PROBLEM REQUIREMENTS: Whenever a line of the entries below holds the string "SetChannel", copy that line and return it.

Collected data:

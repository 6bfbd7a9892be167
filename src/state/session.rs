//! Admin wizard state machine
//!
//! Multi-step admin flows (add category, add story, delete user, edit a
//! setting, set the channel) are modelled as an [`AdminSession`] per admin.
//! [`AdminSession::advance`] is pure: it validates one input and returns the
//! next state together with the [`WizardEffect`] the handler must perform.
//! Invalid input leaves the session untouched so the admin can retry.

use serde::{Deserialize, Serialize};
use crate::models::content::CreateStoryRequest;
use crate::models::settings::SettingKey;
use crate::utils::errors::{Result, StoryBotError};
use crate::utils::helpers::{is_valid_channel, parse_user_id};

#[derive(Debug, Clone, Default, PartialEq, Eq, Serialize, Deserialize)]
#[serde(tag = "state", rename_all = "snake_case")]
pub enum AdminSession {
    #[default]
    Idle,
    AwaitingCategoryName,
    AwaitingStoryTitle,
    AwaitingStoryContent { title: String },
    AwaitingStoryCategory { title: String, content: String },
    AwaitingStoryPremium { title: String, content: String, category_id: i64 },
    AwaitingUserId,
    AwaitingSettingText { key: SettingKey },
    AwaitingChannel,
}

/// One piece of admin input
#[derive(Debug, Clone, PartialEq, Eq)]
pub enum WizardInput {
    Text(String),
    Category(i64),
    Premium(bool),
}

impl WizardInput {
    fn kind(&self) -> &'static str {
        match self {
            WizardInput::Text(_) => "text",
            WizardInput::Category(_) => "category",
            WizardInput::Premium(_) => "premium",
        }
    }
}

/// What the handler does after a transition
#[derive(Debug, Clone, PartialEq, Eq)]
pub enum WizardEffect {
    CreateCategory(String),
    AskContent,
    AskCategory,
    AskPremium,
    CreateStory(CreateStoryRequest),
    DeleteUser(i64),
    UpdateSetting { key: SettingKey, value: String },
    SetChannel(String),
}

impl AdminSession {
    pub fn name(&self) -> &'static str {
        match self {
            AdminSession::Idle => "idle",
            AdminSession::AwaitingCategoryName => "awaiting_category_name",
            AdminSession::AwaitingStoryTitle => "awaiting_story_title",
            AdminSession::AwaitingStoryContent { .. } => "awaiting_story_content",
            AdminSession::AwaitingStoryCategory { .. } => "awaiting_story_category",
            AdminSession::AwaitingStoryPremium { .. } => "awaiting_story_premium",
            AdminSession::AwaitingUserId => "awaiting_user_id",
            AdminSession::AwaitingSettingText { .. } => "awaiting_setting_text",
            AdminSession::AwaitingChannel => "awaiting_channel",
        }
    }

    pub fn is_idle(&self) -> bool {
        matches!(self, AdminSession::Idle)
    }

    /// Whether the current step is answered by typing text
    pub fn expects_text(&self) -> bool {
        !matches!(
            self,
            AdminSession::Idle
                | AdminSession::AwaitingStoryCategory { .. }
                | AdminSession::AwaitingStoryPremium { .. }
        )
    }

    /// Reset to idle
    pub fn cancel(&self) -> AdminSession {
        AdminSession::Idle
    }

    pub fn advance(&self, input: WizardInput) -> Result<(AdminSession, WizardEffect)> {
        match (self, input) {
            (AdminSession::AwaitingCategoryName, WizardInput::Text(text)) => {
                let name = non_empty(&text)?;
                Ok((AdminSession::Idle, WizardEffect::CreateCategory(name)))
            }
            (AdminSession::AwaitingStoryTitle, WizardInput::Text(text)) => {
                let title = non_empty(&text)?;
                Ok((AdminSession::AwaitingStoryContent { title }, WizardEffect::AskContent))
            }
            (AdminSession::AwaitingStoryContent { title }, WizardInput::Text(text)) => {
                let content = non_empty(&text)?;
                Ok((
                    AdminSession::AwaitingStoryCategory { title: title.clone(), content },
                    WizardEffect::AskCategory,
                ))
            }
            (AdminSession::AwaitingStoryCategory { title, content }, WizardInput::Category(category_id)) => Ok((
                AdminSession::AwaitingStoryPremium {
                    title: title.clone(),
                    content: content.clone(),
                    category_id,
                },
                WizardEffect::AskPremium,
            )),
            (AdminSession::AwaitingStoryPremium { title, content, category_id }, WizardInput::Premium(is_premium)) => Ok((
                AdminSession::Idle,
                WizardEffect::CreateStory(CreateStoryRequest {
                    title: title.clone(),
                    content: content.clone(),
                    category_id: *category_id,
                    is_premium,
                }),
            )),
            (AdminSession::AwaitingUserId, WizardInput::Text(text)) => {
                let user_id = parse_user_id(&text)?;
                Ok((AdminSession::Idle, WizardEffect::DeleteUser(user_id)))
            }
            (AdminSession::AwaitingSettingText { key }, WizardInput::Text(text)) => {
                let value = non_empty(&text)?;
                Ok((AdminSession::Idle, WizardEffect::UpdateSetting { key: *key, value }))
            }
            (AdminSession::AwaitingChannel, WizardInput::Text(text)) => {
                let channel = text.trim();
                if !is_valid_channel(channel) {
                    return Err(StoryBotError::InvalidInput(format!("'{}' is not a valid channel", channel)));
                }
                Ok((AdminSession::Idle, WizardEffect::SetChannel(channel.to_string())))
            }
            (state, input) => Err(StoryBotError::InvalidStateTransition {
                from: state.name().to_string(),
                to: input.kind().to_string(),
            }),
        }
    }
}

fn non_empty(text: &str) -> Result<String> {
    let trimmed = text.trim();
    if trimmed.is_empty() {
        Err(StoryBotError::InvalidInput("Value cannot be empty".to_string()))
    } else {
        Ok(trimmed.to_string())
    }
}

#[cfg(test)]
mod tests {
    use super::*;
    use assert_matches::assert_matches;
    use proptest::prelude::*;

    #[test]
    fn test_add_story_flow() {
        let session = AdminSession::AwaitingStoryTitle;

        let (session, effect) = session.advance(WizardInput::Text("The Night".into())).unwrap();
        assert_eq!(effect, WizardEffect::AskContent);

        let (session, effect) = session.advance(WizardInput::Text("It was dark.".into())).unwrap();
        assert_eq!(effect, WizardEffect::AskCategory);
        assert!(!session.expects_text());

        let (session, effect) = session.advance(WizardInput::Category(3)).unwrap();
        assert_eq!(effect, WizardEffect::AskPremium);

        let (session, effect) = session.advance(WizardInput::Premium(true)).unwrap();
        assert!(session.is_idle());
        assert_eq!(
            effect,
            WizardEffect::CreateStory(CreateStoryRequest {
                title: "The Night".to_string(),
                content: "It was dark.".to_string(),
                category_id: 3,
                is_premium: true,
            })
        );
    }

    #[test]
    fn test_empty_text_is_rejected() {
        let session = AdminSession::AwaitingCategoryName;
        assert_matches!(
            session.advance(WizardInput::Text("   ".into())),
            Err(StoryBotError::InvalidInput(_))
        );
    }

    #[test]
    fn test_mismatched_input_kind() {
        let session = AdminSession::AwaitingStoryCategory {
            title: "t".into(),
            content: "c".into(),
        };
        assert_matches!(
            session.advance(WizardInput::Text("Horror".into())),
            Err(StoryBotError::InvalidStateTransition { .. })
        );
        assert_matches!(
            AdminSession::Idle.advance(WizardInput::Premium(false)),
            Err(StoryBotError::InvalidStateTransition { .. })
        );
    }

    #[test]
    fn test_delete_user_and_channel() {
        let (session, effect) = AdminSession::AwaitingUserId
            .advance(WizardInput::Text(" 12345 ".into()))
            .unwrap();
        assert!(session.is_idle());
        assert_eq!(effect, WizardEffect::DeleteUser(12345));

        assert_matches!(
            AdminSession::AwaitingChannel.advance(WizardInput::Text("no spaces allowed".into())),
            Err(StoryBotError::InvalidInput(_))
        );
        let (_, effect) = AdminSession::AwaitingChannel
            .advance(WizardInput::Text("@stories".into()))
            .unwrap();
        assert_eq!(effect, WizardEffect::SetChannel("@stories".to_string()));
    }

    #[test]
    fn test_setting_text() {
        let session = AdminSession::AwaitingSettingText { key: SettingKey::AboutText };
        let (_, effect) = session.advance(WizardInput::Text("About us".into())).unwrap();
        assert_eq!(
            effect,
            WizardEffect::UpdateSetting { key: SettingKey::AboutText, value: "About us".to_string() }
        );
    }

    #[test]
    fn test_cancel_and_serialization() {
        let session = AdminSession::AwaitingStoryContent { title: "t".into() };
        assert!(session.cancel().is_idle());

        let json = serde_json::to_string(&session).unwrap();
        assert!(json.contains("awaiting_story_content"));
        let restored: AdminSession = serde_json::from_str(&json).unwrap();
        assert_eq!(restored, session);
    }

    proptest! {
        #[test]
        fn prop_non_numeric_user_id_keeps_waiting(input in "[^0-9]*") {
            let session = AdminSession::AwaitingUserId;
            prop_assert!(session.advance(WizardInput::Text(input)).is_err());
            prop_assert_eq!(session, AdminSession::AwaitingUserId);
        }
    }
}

COMPLETED TASK:
    SetChannel(String),
                Ok((AdminSession::Idle, WizardEffect::SetChannel(channel.to_string())))
        assert_eq!(effect, WizardEffect::SetChannel("@stories".to_string()));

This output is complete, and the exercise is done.